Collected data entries
::::::
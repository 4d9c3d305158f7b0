//! Update Registry Module
//!
//! Holds one update function per cache key and runs refresh cycles.

use std::collections::BTreeMap;
use std::fmt;
use std::sync::{Arc, PoisonError, RwLock, RwLockReadGuard, RwLockWriteGuard};

use crate::cache::{CacheStore, CacheValue};
use crate::error::{CacheError, Result};

/// A zero-argument producer of a fresh value for one key.
pub type UpdateFunc = Arc<dyn Fn() -> anyhow::Result<CacheValue> + Send + Sync>;

// == Update Registry ==
/// Registry of update functions keyed by cache key.
///
/// Registration and refresh cycles may run concurrently: a cycle works on a
/// snapshot taken under the read lock and calls the functions with no lock
/// held, so an update function may itself register functions or read the
/// cache.
#[derive(Default)]
pub struct UpdateRegistry {
    funcs: RwLock<BTreeMap<String, UpdateFunc>>,
}

impl UpdateRegistry {
    // == Constructor ==
    pub fn new() -> Self {
        Self::default()
    }

    // == Add ==
    /// Registers `func` for `key`, replacing any previous function.
    pub fn add<F>(&self, key: impl Into<String>, func: F)
    where
        F: Fn() -> anyhow::Result<CacheValue> + Send + Sync + 'static,
    {
        self.write().insert(key.into(), Arc::new(func));
    }

    // == Lookup ==
    /// Returns the function registered for `key`.
    pub fn get(&self, key: &str) -> Option<UpdateFunc> {
        self.read().get(key).cloned()
    }

    /// Returns the registered keys in refresh order.
    pub fn keys(&self) -> Vec<String> {
        self.read().keys().cloned().collect()
    }

    pub fn len(&self) -> usize {
        self.read().len()
    }

    pub fn is_empty(&self) -> bool {
        self.read().is_empty()
    }

    // == Clear ==
    /// Empties the registry and returns the keys it held.
    pub fn clear(&self) -> Vec<String> {
        std::mem::take(&mut *self.write()).into_keys().collect()
    }

    // == Update Content ==
    /// Runs one refresh cycle: calls every registered function and stores
    /// each result under its key.
    ///
    /// Keys are visited in lexicographic order. The cycle stops at the first
    /// failing function and returns `CacheError::Update` naming its key.
    /// Values already written earlier in the same cycle are kept.
    pub fn update_content(&self, store: &CacheStore) -> Result<()> {
        for (key, func) in self.snapshot() {
            match func() {
                Ok(value) => store.set(key, value),
                Err(source) => return Err(CacheError::Update { key, source }),
            }
        }
        Ok(())
    }

    fn snapshot(&self) -> Vec<(String, UpdateFunc)> {
        self.read()
            .iter()
            .map(|(key, func)| (key.clone(), func.clone()))
            .collect()
    }

    fn read(&self) -> RwLockReadGuard<'_, BTreeMap<String, UpdateFunc>> {
        self.funcs.read().unwrap_or_else(PoisonError::into_inner)
    }

    fn write(&self) -> RwLockWriteGuard<'_, BTreeMap<String, UpdateFunc>> {
        self.funcs.write().unwrap_or_else(PoisonError::into_inner)
    }
}

impl fmt::Debug for UpdateRegistry {
    fn fmt(&self, f: &mut fmt::Formatter<'_>) -> fmt::Result {
        f.debug_struct("UpdateRegistry")
            .field("keys", &self.keys())
            .finish()
    }
}
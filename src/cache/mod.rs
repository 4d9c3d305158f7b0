//! Cache Module
//!
//! Provides an in-memory cache whose values are produced by registered
//! update functions and refreshed once or on a fixed interval.

mod engine;
mod registry;
mod store;
mod typed;
mod value;


// Re-export public types
pub use engine::{Cache, LifecycleState, WeakCache};
pub use registry::{UpdateFunc, UpdateRegistry};
pub use store::CacheStore;
pub use typed::TypedCache;
pub use value::CacheValue;
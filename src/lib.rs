//! Refresh Cache - An in-process, periodically refreshed key/value store
//!
//! Values are produced by registered update functions and recomputed once at
//! startup or on a fixed interval by a background task.

pub mod api;
pub mod cache;
pub mod config;
pub mod error;
pub mod models;
pub mod tasks;
pub mod topics;

pub use api::AppState;
pub use cache::{Cache, CacheValue, LifecycleState, TypedCache, WeakCache};
pub use config::{CacheConfig, Config};
pub use error::{CacheError, Result};
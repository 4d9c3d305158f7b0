//! Background Tasks Module
//!
//! Contains background tasks that run periodically while a cache is live.
//!
//! # Tasks
//! - Refresh: Re-runs every registered update function at a fixed interval

mod refresh;

pub use refresh::{run_cycle, RefreshTask};
//! Response models for the demo server API
//!
//! This module defines the DTOs (Data Transfer Objects) serialized into
//! HTTP response bodies.

pub mod responses;

// Re-export commonly used types
pub use responses::{ErrorResponse, HealthResponse, TopicResponse};
//! Refresh Cache - demo topic server
//!
//! Serves a periodically refreshed topic cache over HTTP.

use std::net::SocketAddr;

use anyhow::Context;
use tokio::signal;
use tokio::sync::mpsc;
use tokio_util::sync::CancellationToken;
use tracing::{error, info, warn};
use tracing_subscriber::{layer::SubscriberExt, util::SubscriberInitExt};

use refresh_cache::api::{create_router, AppState};
use refresh_cache::topics::{new_topic_cache, update_topic, TopicCache, MAIN_TOPIC_KEY};
use refresh_cache::{CacheError, Config};

/// Main entry point for the demo topic server.
///
/// # Startup Sequence
/// 1. Initialize tracing subscriber for logging
/// 2. Load configuration from environment variables
/// 3. Create the topic cache and register its update function
/// 4. Load the cache and hand over to periodic refresh
/// 5. Create Axum router with all endpoints
/// 6. Start HTTP server on configured port
/// 7. On SIGINT/SIGTERM cancel refreshes and close the cache
#[tokio::main]
async fn main() -> anyhow::Result<()> {
    // Defaults to "info" level, can be overridden with RUST_LOG env var
    tracing_subscriber::registry()
        .with(
            tracing_subscriber::EnvFilter::try_from_default_env()
                .unwrap_or_else(|_| "refresh_cache=info,tower_http=info".into()),
        )
        .with(tracing_subscriber::fmt::layer())
        .init();

    info!("Starting Refresh Cache topic server");

    let config = Config::from_env();
    info!(
        "Configuration loaded: update_interval={:?}, port={}, error_buffer={}",
        config.update_interval, config.server_port, config.error_buffer
    );

    let topics = new_topic_cache(config.update_interval).context("failed to create topic cache")?;
    topics.add_update_func(MAIN_TOPIC_KEY, update_topic())?;

    let shutdown = CancellationToken::new();
    let (errors_tx, errors_rx) = mpsc::channel(config.error_buffer);
    let drain_handle = tokio::spawn(drain_errors(errors_rx));

    topics
        .cache()
        .start_and_manage_updates(shutdown.clone(), errors_tx)
        .await
        .context("initial topic cache load failed")?;
    info!("Topic cache loaded");

    let app = create_router(AppState::new(topics.clone()));

    let addr = SocketAddr::from(([0, 0, 0, 0], config.server_port));
    let listener = tokio::net::TcpListener::bind(addr)
        .await
        .with_context(|| format!("failed to bind {}", addr))?;
    info!("Server listening on http://{}/topics/{}", addr, MAIN_TOPIC_KEY);

    axum::serve(listener, app)
        .with_graceful_shutdown(shutdown_signal(shutdown, topics))
        .await
        .context("server error")?;

    // The refresh task held the last sender, so the drain ends on its own
    if let Err(err) = drain_handle.await {
        warn!("Error drain task ended abnormally: {}", err);
    }

    info!("Server shutdown complete");
    Ok(())
}

/// Logs every failed refresh cycle until the channel closes.
async fn drain_errors(mut errors: mpsc::Receiver<CacheError>) {
    while let Some(err) = errors.recv().await {
        error!("Topic cache refresh failed: {}", err);
    }
}

/// Waits for shutdown signal (Ctrl+C or SIGTERM).
///
/// On shutdown signal, cancels background refreshes and closes the cache.
async fn shutdown_signal(shutdown: CancellationToken, topics: TopicCache) {
    let ctrl_c = async {
        if let Err(err) = signal::ctrl_c().await {
            error!("Failed to listen for Ctrl+C: {}", err);
            std::future::pending::<()>().await;
        }
    };

    #[cfg(unix)]
    let terminate = async {
        match signal::unix::signal(signal::unix::SignalKind::terminate()) {
            Ok(mut sigterm) => {
                sigterm.recv().await;
            }
            Err(err) => {
                error!("Failed to install SIGTERM handler: {}", err);
                std::future::pending::<()>().await;
            }
        }
    };

    #[cfg(not(unix))]
    let terminate = std::future::pending::<()>();

    tokio::select! {
        _ = ctrl_c => {
            info!("Received Ctrl+C, initiating shutdown...");
        }
        _ = terminate => {
            info!("Received SIGTERM, initiating shutdown...");
        }
    }

    shutdown.cancel();
    topics.cache().close().await;
    warn!("Topic cache closed");
}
::::::
§ Brief: Look over the data and work out how many lines include the word "AppState"; reply with the number only.

§ Result: 3